YOUR INSTRUCTIONS ▸ Copy out the lines of the material that include the string "only".
»»
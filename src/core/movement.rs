//! Stock transaction engine - applies receipts and withdrawals to the catalog.
//!
//! Every successful call changes the item's on-hand quantity and appends exactly one
//! movement, inside one database transaction. Inputs are validated before the
//! transaction opens. The withdrawal sufficiency check and the decrement run in the
//! same transaction, and the decrement itself is guarded
//! (`quantity = quantity - q WHERE quantity >= q`), so a concurrent writer can never
//! drive stock negative. Any early return drops the transaction, which rolls it back.

use crate::{
    core::{
        catalog::{ItemKey, require_item},
        timestamp::MovementTime,
    },
    entities::{Item, Movement, MovementKind, item, movement},
    errors::{Error, Result},
};
use sea_orm::{QueryOrder, Set, TransactionTrait, prelude::*, sea_query::Expr};
use tracing::{debug, info, instrument};

/// On-hand quantity compared with what the ledger accounts for.
#[derive(Debug, Clone, Copy, PartialEq, Eq)]
pub struct StockReconciliation {
    /// Sequence identity of the item
    pub item_id: i64,
    /// Quantity on hand
    pub on_hand: i64,
    /// Quantity recorded at registration
    pub baseline: i64,
    /// Signed sum of the item's movements
    pub ledger_net: i64,
}

impl StockReconciliation {
    /// On-hand minus what baseline plus ledger predicts. Non-zero only after direct
    /// quantity edits.
    #[must_use]
    pub const fn drift(&self) -> i64 {
        self.on_hand - (self.baseline + self.ledger_net)
    }

    /// Whether the ledger fully explains the on-hand quantity.
    #[must_use]
    pub const fn is_consistent(&self) -> bool {
        self.drift() == 0
    }
}

fn validate_movement_quantity(quantity: i64) -> Result<i64> {
    if quantity <= 0 {
        return Err(Error::InvalidQuantity {
            value: quantity.to_string(),
        });
    }
    Ok(quantity)
}

/// Records stock received into the stockroom and returns the new on-hand quantity.
///
/// # Arguments
/// * `db` - Database connection
/// * `key` - Identity of an existing item
/// * `quantity` - Positive number of units received
/// * `timestamp` - Movement date as `DD/MM/YYYY` (optionally with `HH:MM[:SS]`);
///   past dates are accepted
///
/// # Errors
/// `InvalidQuantity`, `InvalidTimestamp`, `ItemNotFound`, or `Storage`.
pub async fn apply_receipt(
    db: &DatabaseConnection,
    key: &ItemKey,
    quantity: i64,
    timestamp: &str,
) -> Result<i64> {
    apply_movement(db, key, MovementKind::Receipt, quantity, timestamp).await
}

/// Records stock taken out of the stockroom and returns the new on-hand quantity.
///
/// # Errors
/// As [`apply_receipt`], plus `InsufficientStock` when `quantity` exceeds the quantity
/// on hand. The catalog and ledger are left unchanged in that case.
pub async fn apply_withdrawal(
    db: &DatabaseConnection,
    key: &ItemKey,
    quantity: i64,
    timestamp: &str,
) -> Result<i64> {
    apply_movement(db, key, MovementKind::Withdrawal, quantity, timestamp).await
}

/// Applies one movement of either direction. See [`apply_receipt`] and
/// [`apply_withdrawal`].
pub async fn apply_movement(
    db: &DatabaseConnection,
    key: &ItemKey,
    kind: MovementKind,
    quantity: i64,
    timestamp: &str,
) -> Result<i64> {
    let quantity = validate_movement_quantity(quantity)?;
    let time = MovementTime::parse_entry(timestamp)?;
    apply_movement_at(db, key, kind, quantity, time).await
}

/// Applies one movement with an already parsed movement time.
#[instrument(skip(db))]
pub async fn apply_movement_at(
    db: &DatabaseConnection,
    key: &ItemKey,
    kind: MovementKind,
    quantity: i64,
    time: MovementTime,
) -> Result<i64> {
    let quantity = validate_movement_quantity(quantity)?;

    let txn = db.begin().await?;
    let current = require_item(&txn, key).await?;

    match kind {
        MovementKind::Receipt => {
            if current.quantity.checked_add(quantity).is_none() {
                return Err(Error::InvalidQuantity {
                    value: quantity.to_string(),
                });
            }
            Item::update_many()
                .col_expr(
                    item::Column::Quantity,
                    Expr::col(item::Column::Quantity).add(quantity),
                )
                .filter(item::Column::Id.eq(current.id))
                .exec(&txn)
                .await?;
        }
        MovementKind::Withdrawal => {
            if quantity > current.quantity {
                return Err(Error::InsufficientStock {
                    on_hand: current.quantity,
                    requested: quantity,
                });
            }
            let result = Item::update_many()
                .col_expr(
                    item::Column::Quantity,
                    Expr::col(item::Column::Quantity).sub(quantity),
                )
                .filter(item::Column::Id.eq(current.id))
                .filter(item::Column::Quantity.gte(quantity))
                .exec(&txn)
                .await?;
            if result.rows_affected == 0 {
                let on_hand = require_item(&txn, key).await?.quantity;
                return Err(Error::InsufficientStock {
                    on_hand,
                    requested: quantity,
                });
            }
        }
    }

    let entry = movement::ActiveModel {
        item_id: Set(current.id),
        kind: Set(kind),
        quantity: Set(quantity),
        timestamp: Set(time.to_storage_string()),
        recorded_at: Set(chrono::Utc::now()),
        ..Default::default()
    };
    let entry = entry.insert(&txn).await?;

    let on_hand = require_item(&txn, key).await?.quantity;
    txn.commit().await?;

    info!(
        item = %key,
        movement = entry.id,
        %kind,
        quantity,
        on_hand,
        "Movement applied"
    );
    Ok(on_hand)
}

/// Retrieves the ledger for one item, newest movement first.
///
/// Works for deleted items when addressed by sequence id.
pub async fn movements_for_item(
    db: &DatabaseConnection,
    key: &ItemKey,
) -> Result<Vec<movement::Model>> {
    let item_id = match key {
        ItemKey::Id(id) => *id,
        ItemKey::Code(_) => require_item(db, key).await?.id,
    };
    Movement::find()
        .filter(movement::Column::ItemId.eq(item_id))
        .order_by_desc(movement::Column::Timestamp)
        .order_by_desc(movement::Column::Id)
        .all(db)
        .await
        .map_err(Into::into)
}

/// Retrieves the whole ledger in chronological order (ties broken by sequence).
pub async fn all_movements(db: &DatabaseConnection) -> Result<Vec<movement::Model>> {
    Movement::find()
        .order_by_asc(movement::Column::Timestamp)
        .order_by_asc(movement::Column::Id)
        .all(db)
        .await
        .map_err(Into::into)
}

/// Signed sum of every movement recorded against an item.
pub async fn ledger_net_quantity<C>(db: &C, item_id: i64) -> Result<i64>
where
    C: ConnectionTrait,
{
    let entries = Movement::find()
        .filter(movement::Column::ItemId.eq(item_id))
        .all(db)
        .await?;
    debug!(item_id, entries = entries.len(), "Summing ledger");
    Ok(entries
        .iter()
        .map(|entry| entry.kind.signed(entry.quantity))
        .sum())
}

/// Compares an item's on-hand quantity with its baseline plus ledger net.
pub async fn reconcile_item(
    db: &DatabaseConnection,
    key: &ItemKey,
) -> Result<StockReconciliation> {
    let txn = db.begin().await?;
    let current = require_item(&txn, key).await?;
    let ledger_net = ledger_net_quantity(&txn, current.id).await?;
    txn.commit().await?;

    Ok(StockReconciliation {
        item_id: current.id,
        on_hand: current.quantity,
        baseline: current.baseline_quantity,
        ledger_net,
    })
}
//! `stockroom` - Inventory ledger for a small clinical supply stockroom
//!
//! This crate keeps a catalog of supply items and an append-only ledger of receipts and
//! withdrawals in `SQLite`. Every quantity change made through the stock transaction
//! engine is committed together with its ledger entry, withdrawals can never drive stock
//! negative, and read-only views flag low-stock and near-expiry items. Movement history
//! and current stock can be exported as CSV, and items can be bulk-imported from CSV.

// Deny the most critical lints that could lead to bugs or security issues
#![deny(
    // Security and correctness
    unsafe_code,
    unsafe_op_in_unsafe_fn,

    // Code quality - things that are almost always bugs
    unreachable_code,
    unreachable_patterns,
    unused_must_use,

    // Documentation - broken links are bugs
    rustdoc::broken_intra_doc_links,
    rustdoc::private_intra_doc_links,
)]
// Warn on things that should be fixed but aren't necessarily bugs
#![warn(
    // Documentation - missing docs should be added gradually
    missing_docs,

    // Clippy categories for overall code quality
    clippy::all,
    clippy::pedantic,
    clippy::nursery,

    // Performance
    clippy::inefficient_to_string,
    clippy::large_types_passed_by_value,
    clippy::needless_pass_by_value,
    clippy::unnecessary_wraps,

    // Correctness
    clippy::clone_on_ref_ptr,
    clippy::dbg_macro,
    clippy::exit,
    clippy::expect_used,
    clippy::float_cmp,
    clippy::panic,
    clippy::todo,
    clippy::unimplemented,
    clippy::unwrap_used,

    // Complexity and readability
    clippy::cognitive_complexity,
    clippy::large_enum_variant,
    clippy::match_same_arms,
    clippy::too_many_lines,

    // Style consistency
    clippy::enum_glob_use,
    clippy::inconsistent_struct_constructor,
    clippy::must_use_candidate,
    clippy::redundant_closure_for_method_calls,
    clippy::semicolon_if_nothing_returned,
    clippy::wildcard_imports,

    // Future compatibility
    future_incompatible,
    rust_2018_idioms,
)]
// Allow some pedantic lints that are too noisy or not applicable
#![allow(
    clippy::module_name_repetitions,  // Common pattern in Rust
    clippy::missing_errors_doc,        // Will add gradually
    clippy::missing_panics_doc,        // Will add gradually
)]

/// Configuration management for database and stockroom settings
pub mod config;
/// Core business logic - catalog, stock transaction engine, alerts, reports and import
pub mod core;
/// SeaORM entity definitions for database tables
pub mod entities;
/// Unified error types and result handling
pub mod errors;

#[cfg(test)]
pub mod test_utils;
««
YOUR RESPONSE ▸
    /// On-hand minus what baseline plus ledger predicts. Non-zero only after direct
//! This crate keeps a catalog of supply items and an append-only ledger of receipts and
//! negative, and read-only views flag low-stock and near-expiry items. Movement history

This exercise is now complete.